PROBLEM DETAILS:
Each line below from the one containing "error. Never panic." through the one containing "is equal or" should be output exactly as it stands, and no other line should appear.
── INPUT DATA ──
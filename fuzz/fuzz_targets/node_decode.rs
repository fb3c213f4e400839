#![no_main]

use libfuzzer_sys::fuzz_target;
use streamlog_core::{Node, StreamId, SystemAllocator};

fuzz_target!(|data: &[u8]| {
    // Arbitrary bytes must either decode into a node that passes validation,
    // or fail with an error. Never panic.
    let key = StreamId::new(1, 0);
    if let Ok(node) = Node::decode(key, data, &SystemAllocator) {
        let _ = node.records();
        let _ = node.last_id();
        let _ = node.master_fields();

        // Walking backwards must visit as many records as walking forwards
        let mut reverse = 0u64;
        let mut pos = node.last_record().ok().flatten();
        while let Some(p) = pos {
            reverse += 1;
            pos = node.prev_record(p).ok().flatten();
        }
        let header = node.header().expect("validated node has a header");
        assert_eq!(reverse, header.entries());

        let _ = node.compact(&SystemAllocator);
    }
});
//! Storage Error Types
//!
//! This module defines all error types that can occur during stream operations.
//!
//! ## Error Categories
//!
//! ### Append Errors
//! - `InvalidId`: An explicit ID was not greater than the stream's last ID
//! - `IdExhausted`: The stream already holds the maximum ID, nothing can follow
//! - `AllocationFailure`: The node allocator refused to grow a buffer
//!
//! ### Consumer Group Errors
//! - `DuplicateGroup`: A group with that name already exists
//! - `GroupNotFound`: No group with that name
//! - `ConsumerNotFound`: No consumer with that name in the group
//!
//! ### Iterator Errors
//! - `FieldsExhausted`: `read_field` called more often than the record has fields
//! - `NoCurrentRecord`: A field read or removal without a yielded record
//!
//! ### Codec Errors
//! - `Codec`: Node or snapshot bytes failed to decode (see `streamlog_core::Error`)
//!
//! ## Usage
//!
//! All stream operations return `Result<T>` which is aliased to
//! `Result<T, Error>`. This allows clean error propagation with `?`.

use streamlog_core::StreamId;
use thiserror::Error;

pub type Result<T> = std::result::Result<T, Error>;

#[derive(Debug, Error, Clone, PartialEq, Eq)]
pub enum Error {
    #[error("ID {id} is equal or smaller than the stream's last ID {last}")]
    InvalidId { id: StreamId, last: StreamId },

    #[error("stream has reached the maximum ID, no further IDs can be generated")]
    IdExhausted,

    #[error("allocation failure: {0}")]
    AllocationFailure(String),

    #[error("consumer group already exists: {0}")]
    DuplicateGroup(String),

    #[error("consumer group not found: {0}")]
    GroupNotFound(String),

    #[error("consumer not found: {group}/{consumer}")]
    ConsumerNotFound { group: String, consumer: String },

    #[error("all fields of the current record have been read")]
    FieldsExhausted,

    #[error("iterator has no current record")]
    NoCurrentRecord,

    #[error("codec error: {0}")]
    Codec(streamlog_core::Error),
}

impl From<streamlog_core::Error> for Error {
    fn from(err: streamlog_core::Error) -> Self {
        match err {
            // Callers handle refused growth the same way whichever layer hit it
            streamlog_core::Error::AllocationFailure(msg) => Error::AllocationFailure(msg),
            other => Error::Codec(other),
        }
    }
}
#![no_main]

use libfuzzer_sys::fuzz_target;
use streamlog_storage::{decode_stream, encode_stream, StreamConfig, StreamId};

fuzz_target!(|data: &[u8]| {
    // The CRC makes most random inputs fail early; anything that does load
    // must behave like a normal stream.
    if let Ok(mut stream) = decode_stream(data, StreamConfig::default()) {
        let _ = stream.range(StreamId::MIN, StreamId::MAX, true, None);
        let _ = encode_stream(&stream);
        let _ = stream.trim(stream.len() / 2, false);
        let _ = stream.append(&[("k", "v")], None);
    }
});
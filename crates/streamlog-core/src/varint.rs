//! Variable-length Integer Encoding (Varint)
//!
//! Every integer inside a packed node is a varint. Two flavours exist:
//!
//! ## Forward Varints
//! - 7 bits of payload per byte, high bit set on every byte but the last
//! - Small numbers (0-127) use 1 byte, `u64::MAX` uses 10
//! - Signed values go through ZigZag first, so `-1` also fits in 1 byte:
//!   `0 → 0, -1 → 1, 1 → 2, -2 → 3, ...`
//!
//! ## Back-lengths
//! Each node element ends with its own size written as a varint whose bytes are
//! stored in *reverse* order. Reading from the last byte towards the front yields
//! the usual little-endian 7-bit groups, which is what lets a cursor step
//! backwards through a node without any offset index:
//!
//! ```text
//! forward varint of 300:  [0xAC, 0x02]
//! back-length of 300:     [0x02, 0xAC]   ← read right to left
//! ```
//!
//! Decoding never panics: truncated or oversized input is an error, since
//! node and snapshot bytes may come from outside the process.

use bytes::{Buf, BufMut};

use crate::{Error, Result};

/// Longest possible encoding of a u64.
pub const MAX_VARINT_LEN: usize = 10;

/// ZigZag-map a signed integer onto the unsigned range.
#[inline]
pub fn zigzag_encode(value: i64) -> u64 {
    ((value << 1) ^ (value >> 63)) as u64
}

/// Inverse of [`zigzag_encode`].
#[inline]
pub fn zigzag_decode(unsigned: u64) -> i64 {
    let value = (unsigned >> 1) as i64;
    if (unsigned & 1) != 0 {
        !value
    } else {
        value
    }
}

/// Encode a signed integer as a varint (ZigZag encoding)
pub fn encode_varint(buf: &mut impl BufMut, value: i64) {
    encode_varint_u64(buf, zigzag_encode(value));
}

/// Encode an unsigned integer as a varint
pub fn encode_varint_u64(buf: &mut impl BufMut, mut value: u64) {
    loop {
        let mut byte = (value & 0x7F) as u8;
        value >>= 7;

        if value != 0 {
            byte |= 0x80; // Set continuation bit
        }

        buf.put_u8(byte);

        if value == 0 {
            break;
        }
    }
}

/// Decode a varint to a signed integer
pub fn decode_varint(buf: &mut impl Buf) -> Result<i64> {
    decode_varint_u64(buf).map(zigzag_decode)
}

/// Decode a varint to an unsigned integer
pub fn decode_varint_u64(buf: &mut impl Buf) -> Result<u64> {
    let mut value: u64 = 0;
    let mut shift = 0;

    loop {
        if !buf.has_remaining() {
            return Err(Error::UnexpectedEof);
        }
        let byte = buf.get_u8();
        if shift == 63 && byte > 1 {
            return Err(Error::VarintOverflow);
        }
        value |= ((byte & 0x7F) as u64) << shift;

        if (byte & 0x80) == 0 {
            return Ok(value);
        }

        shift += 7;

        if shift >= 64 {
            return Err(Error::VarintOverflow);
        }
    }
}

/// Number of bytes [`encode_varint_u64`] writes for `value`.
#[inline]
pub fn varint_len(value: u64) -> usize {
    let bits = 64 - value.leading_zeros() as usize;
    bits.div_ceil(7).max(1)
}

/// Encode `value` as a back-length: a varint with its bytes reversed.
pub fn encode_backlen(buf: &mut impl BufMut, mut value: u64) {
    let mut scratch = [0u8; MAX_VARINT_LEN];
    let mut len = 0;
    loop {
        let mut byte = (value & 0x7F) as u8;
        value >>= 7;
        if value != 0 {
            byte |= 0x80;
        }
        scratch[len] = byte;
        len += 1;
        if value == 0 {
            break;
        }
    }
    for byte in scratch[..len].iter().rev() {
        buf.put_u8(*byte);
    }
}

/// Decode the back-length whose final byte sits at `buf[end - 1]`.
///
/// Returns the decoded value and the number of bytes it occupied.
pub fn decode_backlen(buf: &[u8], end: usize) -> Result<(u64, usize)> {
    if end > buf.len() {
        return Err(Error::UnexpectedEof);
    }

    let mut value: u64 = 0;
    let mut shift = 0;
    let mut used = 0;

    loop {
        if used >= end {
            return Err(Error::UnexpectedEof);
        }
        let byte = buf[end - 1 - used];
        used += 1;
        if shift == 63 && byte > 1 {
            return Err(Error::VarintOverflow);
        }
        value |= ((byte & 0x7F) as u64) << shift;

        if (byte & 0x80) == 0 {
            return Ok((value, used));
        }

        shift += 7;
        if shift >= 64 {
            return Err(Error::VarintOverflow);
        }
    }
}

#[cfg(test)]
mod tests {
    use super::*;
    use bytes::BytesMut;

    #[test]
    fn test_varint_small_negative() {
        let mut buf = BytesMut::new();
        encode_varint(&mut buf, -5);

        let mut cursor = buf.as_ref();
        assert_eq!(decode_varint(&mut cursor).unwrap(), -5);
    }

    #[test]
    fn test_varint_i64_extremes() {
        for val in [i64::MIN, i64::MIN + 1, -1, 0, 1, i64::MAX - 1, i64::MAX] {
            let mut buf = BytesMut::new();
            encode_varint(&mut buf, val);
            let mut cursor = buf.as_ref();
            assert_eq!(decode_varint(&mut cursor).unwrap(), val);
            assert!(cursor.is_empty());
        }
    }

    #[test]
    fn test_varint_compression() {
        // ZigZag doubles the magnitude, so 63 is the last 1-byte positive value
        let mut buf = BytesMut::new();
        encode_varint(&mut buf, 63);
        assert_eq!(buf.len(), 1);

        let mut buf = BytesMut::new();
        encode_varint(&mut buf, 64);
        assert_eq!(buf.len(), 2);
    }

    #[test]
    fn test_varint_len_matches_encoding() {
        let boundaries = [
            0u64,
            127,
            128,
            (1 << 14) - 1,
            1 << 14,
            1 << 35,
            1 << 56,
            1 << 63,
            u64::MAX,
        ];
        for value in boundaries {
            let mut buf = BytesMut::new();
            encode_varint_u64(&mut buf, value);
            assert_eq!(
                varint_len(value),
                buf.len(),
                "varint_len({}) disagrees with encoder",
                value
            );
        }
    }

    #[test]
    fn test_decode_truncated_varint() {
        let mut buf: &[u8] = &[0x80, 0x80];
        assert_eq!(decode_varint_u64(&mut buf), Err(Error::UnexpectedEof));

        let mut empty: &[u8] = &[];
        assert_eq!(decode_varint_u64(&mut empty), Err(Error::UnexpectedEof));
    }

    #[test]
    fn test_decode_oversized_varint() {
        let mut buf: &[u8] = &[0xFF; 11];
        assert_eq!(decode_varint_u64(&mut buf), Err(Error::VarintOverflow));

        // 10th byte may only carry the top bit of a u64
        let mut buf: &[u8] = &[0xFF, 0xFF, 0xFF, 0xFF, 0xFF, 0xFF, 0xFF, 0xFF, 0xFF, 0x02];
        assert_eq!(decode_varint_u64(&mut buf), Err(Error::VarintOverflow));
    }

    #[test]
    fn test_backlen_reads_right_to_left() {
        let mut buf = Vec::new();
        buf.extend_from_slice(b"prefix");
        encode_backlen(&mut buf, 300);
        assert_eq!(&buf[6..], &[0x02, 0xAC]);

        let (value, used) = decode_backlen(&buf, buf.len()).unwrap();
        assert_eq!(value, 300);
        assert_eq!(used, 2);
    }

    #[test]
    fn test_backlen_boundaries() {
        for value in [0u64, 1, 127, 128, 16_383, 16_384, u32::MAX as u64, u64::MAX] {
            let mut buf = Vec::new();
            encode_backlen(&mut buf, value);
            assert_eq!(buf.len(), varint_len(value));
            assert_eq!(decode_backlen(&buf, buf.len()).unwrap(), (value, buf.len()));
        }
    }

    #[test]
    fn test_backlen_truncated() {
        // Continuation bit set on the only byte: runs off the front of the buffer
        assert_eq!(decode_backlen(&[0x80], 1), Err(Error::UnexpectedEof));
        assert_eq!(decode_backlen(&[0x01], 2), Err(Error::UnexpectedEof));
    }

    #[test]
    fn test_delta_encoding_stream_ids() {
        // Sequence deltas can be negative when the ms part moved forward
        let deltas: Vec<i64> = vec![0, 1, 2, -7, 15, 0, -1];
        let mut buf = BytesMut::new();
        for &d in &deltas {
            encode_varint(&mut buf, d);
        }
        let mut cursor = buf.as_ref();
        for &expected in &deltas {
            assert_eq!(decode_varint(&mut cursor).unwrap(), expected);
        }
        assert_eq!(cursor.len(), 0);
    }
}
───
── INPUT DATA ──
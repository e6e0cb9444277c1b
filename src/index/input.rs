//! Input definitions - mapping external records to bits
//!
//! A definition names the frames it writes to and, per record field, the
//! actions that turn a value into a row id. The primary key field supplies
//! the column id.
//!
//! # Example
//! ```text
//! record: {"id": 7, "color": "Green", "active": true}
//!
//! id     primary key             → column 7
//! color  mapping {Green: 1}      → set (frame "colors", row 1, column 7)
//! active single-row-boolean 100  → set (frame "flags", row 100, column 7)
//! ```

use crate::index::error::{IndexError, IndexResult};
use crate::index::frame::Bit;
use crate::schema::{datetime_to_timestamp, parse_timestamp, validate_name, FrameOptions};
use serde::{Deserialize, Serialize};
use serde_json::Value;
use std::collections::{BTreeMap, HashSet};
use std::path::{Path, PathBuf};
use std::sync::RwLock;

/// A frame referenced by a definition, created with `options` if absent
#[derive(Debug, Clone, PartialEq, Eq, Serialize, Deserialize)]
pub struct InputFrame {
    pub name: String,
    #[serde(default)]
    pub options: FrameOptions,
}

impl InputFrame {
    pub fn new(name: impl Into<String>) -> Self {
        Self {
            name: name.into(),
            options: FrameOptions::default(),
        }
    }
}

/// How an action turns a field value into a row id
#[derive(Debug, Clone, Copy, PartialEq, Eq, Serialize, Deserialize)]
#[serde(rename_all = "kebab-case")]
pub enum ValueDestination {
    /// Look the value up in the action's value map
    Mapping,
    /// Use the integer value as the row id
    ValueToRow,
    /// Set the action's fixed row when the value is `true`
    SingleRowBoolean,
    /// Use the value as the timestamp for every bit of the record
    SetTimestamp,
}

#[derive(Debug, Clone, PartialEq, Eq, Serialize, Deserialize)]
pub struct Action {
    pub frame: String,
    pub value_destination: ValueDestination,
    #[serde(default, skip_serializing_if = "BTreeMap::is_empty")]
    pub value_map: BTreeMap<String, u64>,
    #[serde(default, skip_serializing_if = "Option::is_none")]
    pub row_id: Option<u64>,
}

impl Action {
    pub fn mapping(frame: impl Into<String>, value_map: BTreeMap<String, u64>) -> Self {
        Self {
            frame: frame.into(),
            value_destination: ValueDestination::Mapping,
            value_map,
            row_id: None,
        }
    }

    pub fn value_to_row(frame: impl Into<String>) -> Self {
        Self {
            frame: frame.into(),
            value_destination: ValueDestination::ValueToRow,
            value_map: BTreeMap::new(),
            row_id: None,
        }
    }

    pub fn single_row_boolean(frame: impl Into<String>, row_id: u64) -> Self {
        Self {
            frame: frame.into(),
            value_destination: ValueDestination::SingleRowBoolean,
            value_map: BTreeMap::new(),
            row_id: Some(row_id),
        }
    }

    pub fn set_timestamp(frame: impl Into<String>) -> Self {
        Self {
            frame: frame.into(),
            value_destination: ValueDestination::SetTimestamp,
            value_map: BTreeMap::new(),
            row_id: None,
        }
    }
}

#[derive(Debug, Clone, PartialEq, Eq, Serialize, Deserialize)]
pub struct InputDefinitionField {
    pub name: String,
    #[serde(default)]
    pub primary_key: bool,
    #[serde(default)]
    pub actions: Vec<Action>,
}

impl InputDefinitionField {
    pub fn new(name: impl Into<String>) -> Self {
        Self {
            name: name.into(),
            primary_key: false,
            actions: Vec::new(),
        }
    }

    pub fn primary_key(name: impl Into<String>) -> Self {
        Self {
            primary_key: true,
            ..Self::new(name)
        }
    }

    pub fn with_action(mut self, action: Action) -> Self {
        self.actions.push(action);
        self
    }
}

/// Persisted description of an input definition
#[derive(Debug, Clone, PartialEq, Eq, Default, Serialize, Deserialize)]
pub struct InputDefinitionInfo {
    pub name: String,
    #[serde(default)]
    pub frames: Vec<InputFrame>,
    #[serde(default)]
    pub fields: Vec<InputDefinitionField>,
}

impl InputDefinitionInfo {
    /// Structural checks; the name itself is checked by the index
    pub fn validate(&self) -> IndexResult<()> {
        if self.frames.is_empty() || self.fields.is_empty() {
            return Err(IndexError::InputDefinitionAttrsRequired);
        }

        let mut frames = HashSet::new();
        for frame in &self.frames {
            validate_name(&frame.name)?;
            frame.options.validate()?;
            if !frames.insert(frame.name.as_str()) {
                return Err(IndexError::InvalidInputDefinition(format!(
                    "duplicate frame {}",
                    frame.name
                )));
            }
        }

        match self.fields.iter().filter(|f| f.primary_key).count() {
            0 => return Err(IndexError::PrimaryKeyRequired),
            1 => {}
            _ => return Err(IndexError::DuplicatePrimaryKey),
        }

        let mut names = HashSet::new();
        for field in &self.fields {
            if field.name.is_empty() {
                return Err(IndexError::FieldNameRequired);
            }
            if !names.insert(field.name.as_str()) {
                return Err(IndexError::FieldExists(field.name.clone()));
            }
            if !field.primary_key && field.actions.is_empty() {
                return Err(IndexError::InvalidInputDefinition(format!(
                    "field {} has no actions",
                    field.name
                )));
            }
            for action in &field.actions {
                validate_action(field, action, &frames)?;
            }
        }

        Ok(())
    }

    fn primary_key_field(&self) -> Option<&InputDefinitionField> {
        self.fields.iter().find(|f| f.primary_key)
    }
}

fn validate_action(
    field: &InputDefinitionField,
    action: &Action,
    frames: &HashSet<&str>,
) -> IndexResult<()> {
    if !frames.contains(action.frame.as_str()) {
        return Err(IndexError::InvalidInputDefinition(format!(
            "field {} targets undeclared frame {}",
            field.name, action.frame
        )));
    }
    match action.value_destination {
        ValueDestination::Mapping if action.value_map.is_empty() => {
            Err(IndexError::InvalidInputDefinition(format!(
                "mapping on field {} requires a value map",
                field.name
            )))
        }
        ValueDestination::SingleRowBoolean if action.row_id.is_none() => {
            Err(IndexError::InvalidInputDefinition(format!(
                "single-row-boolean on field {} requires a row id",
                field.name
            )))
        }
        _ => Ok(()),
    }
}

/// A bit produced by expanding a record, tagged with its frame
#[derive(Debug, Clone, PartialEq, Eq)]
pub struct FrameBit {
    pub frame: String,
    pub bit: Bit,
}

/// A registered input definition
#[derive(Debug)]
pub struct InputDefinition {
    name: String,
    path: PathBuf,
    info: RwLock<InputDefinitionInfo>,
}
───
RESULT FOR THIS EXERCISE:
    // or fail with an error. Never panic.
    let key = StreamId::new(1, 0);
    if let Ok(node) = Node::decode(key, data, &SystemAllocator) {
        let _ = node.records();
        let _ = node.last_id();
        let _ = node.master_fields();

        // Walking backwards must visit as many records as walking forwards
        let mut reverse = 0u64;
        let mut pos = node.last_record().ok().flatten();
        while let Some(p) = pos {
            reverse += 1;
            pos = node.prev_record(p).ok().flatten();
        }
        let header = node.header().expect("validated node has a header");
        assert_eq!(reverse, header.entries());

        let _ = node.compact(&SystemAllocator);
    }
});
//! Storage Error Types
//!
//! This module defines all error types that can occur during stream operations.
//!
//! ## Error Categories
//!
//! ### Append Errors
//! - `InvalidId`: An explicit ID was not greater than the stream's last ID
//! - `IdExhausted`: The stream already holds the maximum ID, nothing can follow
//! - `AllocationFailure`: The node allocator refused to grow a buffer
//!
//! ### Consumer Group Errors
//! - `DuplicateGroup`: A group with that name already exists
//! - `GroupNotFound`: No group with that name
//! - `ConsumerNotFound`: No consumer with that name in the group
//!
//! ### Iterator Errors
//! - `FieldsExhausted`: `read_field` called more often than the record has fields
//! - `NoCurrentRecord`: A field read or removal without a yielded record
//!
//! ### Codec Errors
//! - `Codec`: Node or snapshot bytes failed to decode (see `streamlog_core::Error`)
//!
//! ## Usage
//!
//! All stream operations return `Result<T>` which is aliased to
//! `Result<T, Error>`. This allows clean error propagation with `?`.

use streamlog_core::StreamId;
use thiserror::Error;

pub type Result<T> = std::result::Result<T, Error>;

#[derive(Debug, Error, Clone, PartialEq, Eq)]
pub enum Error {
    #[error("ID {id} is equal or smaller than the stream's last ID {last}")]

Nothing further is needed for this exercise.